All of the data is to be restated word for word.
————
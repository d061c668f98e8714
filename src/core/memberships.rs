//! User-guild membership records.

use crate::{
    entities::{UserGuild, user_guild},
    errors::Result,
    logging,
};
use chrono::{DateTime, Utc};
use sea_orm::{QueryOrder, Set, prelude::*};

/// Records (or refreshes) that `user_id` is a member of `guild_id`.
///
/// Both the user and the guild row must exist; the foreign keys reject orphans.
pub async fn record_membership<C: ConnectionTrait>(
    db: &C,
    user_id: &str,
    guild_id: &str,
    role_ids: &[String],
    joined_at: DateTime<Utc>,
) -> Result<user_guild::Model> {
    let roles = serde_json::to_string(role_ids)?;
    let existing = UserGuild::find_by_id((user_id.to_string(), guild_id.to_string()))
        .one(db)
        .await?;

    let saved = if let Some(existing) = existing {
        let mut active: user_guild::ActiveModel = existing.into();
        active.roles = Set(roles);
        active.joined_at = Set(joined_at);
        active.update(db).await?
    } else {
        user_guild::ActiveModel {
            user_id: Set(user_id.to_string()),
            guild_id: Set(guild_id.to_string()),
            roles: Set(roles),
            joined_at: Set(joined_at),
        }
        .insert(db)
        .await?
    };

    logging::database("upsert", "user_guilds", &format!("{user_id}:{guild_id}"));
    Ok(saved)
}

/// Guild memberships of a user, oldest join first.
pub async fn memberships_for_user<C: ConnectionTrait>(
    db: &C,
    user_id: &str,
) -> Result<Vec<user_guild::Model>> {
    UserGuild::find()
        .filter(user_guild::Column::UserId.eq(user_id))
        .order_by_asc(user_guild::Column::JoinedAt)
        .all(db)
        .await
        .map_err(Into::into)
}

/// Role ids stored on a membership row.
#[must_use]
pub fn role_ids(membership: &user_guild::Model) -> Vec<String> {
    serde_json::from_str(&membership.roles).unwrap_or_default()
}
————
Solution for this problem ▸
repository d061c668f98e8714
filename src/core/memberships.rs
//! User-guild membership records.

use crate::{
    entities::{UserGuild, user_guild},
    errors::Result,
    logging,
};
use chrono::{DateTime, Utc};
use sea_orm::{QueryOrder, Set, prelude::*};

/// Records (or refreshes) that `user_id` is a member of `guild_id`.
///
/// Both the user and the guild row must exist; the foreign keys reject orphans.
pub async fn record_membership<C: ConnectionTrait>(
    db: &C,
    user_id: &str,
    guild_id: &str,
    role_ids: &[String],
    joined_at: DateTime<Utc>,
) -> Result<user_guild::Model> {
    let roles = serde_json::to_string(role_ids)?;
    let existing = UserGuild::find_by_id((user_id.to_string(), guild_id.to_string()))
        .one(db)
        .await?;

    let saved = if let Some(existing) = existing {
        let mut active: user_guild::ActiveModel = existing.into();
        active.roles = Set(roles);
        active.joined_at = Set(joined_at);
        active.update(db).await?
    } else {
        user_guild::ActiveModel {
            user_id: Set(user_id.to_string()),
            guild_id: Set(guild_id.to_string()),
            roles: Set(roles),
            joined_at: Set(joined_at),
        }
        .insert(db)
        .await?
    };

    logging::database("upsert", "user_guilds", &format!("{user_id}:{guild_id}"));
    Ok(saved)
}

/// Guild memberships of a user, oldest join first.
pub async fn memberships_for_user<C: ConnectionTrait>(
    db: &C,
    user_id: &str,
) -> Result<Vec<user_guild::Model>> {
    UserGuild::find()
        .filter(user_guild::Column::UserId.eq(user_id))
        .order_by_asc(user_guild::Column::JoinedAt)
        .all(db)
        .await
        .map_err(Into::into)
}

/// Role ids stored on a membership row.
#[must_use]
pub fn role_ids(membership: &user_guild::Model) -> Vec<String> {
    serde_json::from_str(&membership.roles).unwrap_or_default()
}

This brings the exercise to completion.